I've found a dance studio I like and want to stay in good relations with them. My W and I have completed seven weeks of Hustle Formation. I don't want her dropping out on me two weeks before the studio performance.

Maybe I can use this as a spark to get us moving forward on the intimacy issue. I'll see how she responds to my email. I do want a response. I will not accept that I go to individual therapy, so that I get to do all the work. Maybe I can get her into marital therapy.

I want to handle this skillfully, and in a manner consistent with my spiritual beliefs.

I don't think she went looking for trouble last night, but managed to bring home a dance instructor who's lacking in character, and opportunity presented itself.

Does the solution have to be cut off all ties, including the positive connections? Does it make sense to hold onto the positives and try to spark movement in the problem area (intimacy)? It seems to me that if you remove the positives, than you've removed incentives to stay and work thru problems together. As they say, become the type of H only a fool would leave.

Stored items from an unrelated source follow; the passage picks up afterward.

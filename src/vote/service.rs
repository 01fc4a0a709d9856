use std::sync::Arc;
use tracing::{debug, info, instrument, warn};

use super::{
    models::{AnimeStanding, VoteModel},
    repository::VoteRepository,
    types::RecordVoteRequest,
};
use crate::shared::AppError;
use crate::user::repository::UserRepository;

/// XP credited to the voter for each recorded matchup
pub const VOTE_XP_REWARD: i64 = 10;

/// Size of the public anime ranking
pub const TOP_ANIME_LIMIT: usize = 10;

/// Service for recording matchup outcomes
pub struct VoteService {
    vote_repository: Arc<dyn VoteRepository + Send + Sync>,
    user_repository: Arc<dyn UserRepository + Send + Sync>,
}

impl VoteService {
    pub fn new(
        vote_repository: Arc<dyn VoteRepository + Send + Sync>,
        user_repository: Arc<dyn UserRepository + Send + Sync>,
    ) -> Self {
        Self {
            vote_repository,
            user_repository,
        }
    }

    /// Stores both animes, appends a vote for the winner and rewards the voter.
    ///
    /// Any failing step fails the whole call.
    #[instrument(skip(self, request), fields(user_id = %request.user_id, winner_id = request.winner_id))]
    pub async fn record_vote(&self, request: RecordVoteRequest) -> Result<VoteModel, AppError> {
        let user_id = request.user_id.trim();
        if user_id.is_empty() {
            return Err(AppError::Validation("User id is required".to_string()));
        }
        if request.winner_id == request.loser_id {
            return Err(AppError::Validation(
                "Winner and loser must be different animes".to_string(),
            ));
        }

        if self.user_repository.get_user(user_id).await?.is_none() {
            warn!(user_id = %user_id, "Vote from unknown user");
            return Err(AppError::NotFound("User not found".to_string()));
        }

        let winner = request.anime_details.winner.into_model(request.winner_id);
        let loser = request.anime_details.loser.into_model(request.loser_id);
        let (winner, loser) = futures::try_join!(
            self.vote_repository.upsert_anime(&winner),
            self.vote_repository.upsert_anime(&loser),
        )?;
        debug!(winner = %winner.title, loser = %loser.title, "Matchup animes stored");

        let vote = VoteModel::new(user_id.to_string(), winner.id);
        self.vote_repository.create_vote(&vote).await?;

        self.user_repository
            .increment_xp(user_id, VOTE_XP_REWARD)
            .await?;

        info!(vote_id = %vote.id, "Vote recorded");
        Ok(vote)
    }

    #[instrument(skip(self))]
    pub async fn top_animes(&self) -> Result<Vec<AnimeStanding>, AppError> {
        self.vote_repository.top_animes(TOP_ANIME_LIMIT).await
    }
}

I'm mixed up, confused, frustrated, and disappointed today. We have to cook together today, so I have to work with her. She hasn't said anything. I'm expecting a response to my email, which basically states that we need to do something different to move forward, because there's still problems.

CL


CL 53 W 54
M 20 yrs.
03'-09' Separation + Old Patterns + GAL
10-14' Piecing

"The Master allows things to happen. She shapes events as they come."